Sir,
The several bills you found it necessary to draw upon me have been punctually honored, and I am pleased at having been able by this means to strengthen your credit and provide you with money, which I dare say will, agreeably to your declaration, be expended only on occasions of pressing necessity. Would it were in my power to make you perfectly easy on the score of money; you would then experience the alacrity with which my compliances would be made.
I have observed by the tenor of several of your letters on the subject of the confederation, that your sentiments coincide entirely with my own. The inefficacy of that instrument is daily felt, and the want of obligatory and coercive clauses on the States will probably be productive of the most fatal consequences. At present they content themselves with the assertion, that each has done most, and that the people are not able to pay taxes. Languor and inexertion are the offspring of this doctrine, and finally the people, who are said to be incapable of bearing taxation, actually pay double the sum, that would be necessary in the first instance. Nothing on my part has been omitted that I could think of, to stimulate them to exertions; and I have given them every encouragement to support my arrangements, that could be derived from regularity, system and economy; but all this does not produce the effect it ought; there are in every Legislature, characters too full of local attachments and views, to permit sufficient attention to the general interest.

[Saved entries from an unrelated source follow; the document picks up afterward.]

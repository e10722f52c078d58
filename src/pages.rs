use axum::{response::Html, routing::get, Router};

use crate::state::AppState;

const INDEX: &str = include_str!("../static/index.html");
const LOGIN: &str = include_str!("../static/login.html");
const SIGNUP: &str = include_str!("../static/signup.html");
const DASHBOARD: &str = include_str!("../static/dashboard.html");

/// Browser pages. They talk to the JSON API under `/api`.
pub fn router() -> Router<AppState> {
    Router::new()
        .route("/", get(|| async { Html(INDEX) }))
        .route("/login", get(|| async { Html(LOGIN) }))
        .route("/signup", get(|| async { Html(SIGNUP) }))
        .route("/dashboard", get(|| async { Html(DASHBOARD) }))
}
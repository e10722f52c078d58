mod app;
mod auth;
mod config;
mod error;
mod pages;
mod state;

#[tokio::main]
async fn main() -> anyhow::Result<()> {
    dotenvy::dotenv().ok();

    let env_filter = std::env::var("RUST_LOG")
        .unwrap_or_else(|_| "authdemo=debug,axum=info,tower_http=info".to_string());
    let json_logs = std::env::var("LOG_FORMAT")
        .map(|v| v == "json")
        .unwrap_or(false);

    if json_logs {
        tracing_subscriber::fmt()
            .with_env_filter(env_filter)
            .with_target(false)
            .json()
            .init();
    } else {
        tracing_subscriber::fmt().with_env_filter(env_filter).init();
    }

    let app_state = state::AppState::init()?;
    let config = app_state.config.clone();

    let app = app::build_app(app_state);
    app::serve(app, &config).await
}
use crate::state::AppState;
use axum::Router;

pub mod dto;
pub mod handlers;
pub mod repo;
pub mod repo_types;
pub mod services;
pub mod token;
pub(crate) mod extractors;

pub fn router() -> Router<AppState> {
    Router::new()
        .merge(handlers::auth_routes())
        .merge(handlers::user_routes())
}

I am perfectly sensible, and was the day I became Superintendent of Finance, of the difficulties that are to be encountered. I know full well that it requires much time, more patience, and greater abilities than I claim, to bring the finances to the order in which they ought to be in every well governed country. But I apprehend this knowledge ought not to deter either you or me from continuing the struggle with those difficulties. If I had been deterred by their appearance from the acceptance of my appointment, our affairs would probably have been worse than they now are, or if you had declined to oppose the British arms in the Southern States, Virginia might now have formed the boundary line.
You, therefore, my Dear Sir, must continue your exertions, with or without men, provisions, clothing, or pay, in hopes that all things will come right at last; and I will continue mine until somebody more competent shall be found to relieve me. The Secretary at War will say everything that is necessary with respect to men, clothing, short enlistments, and future operations.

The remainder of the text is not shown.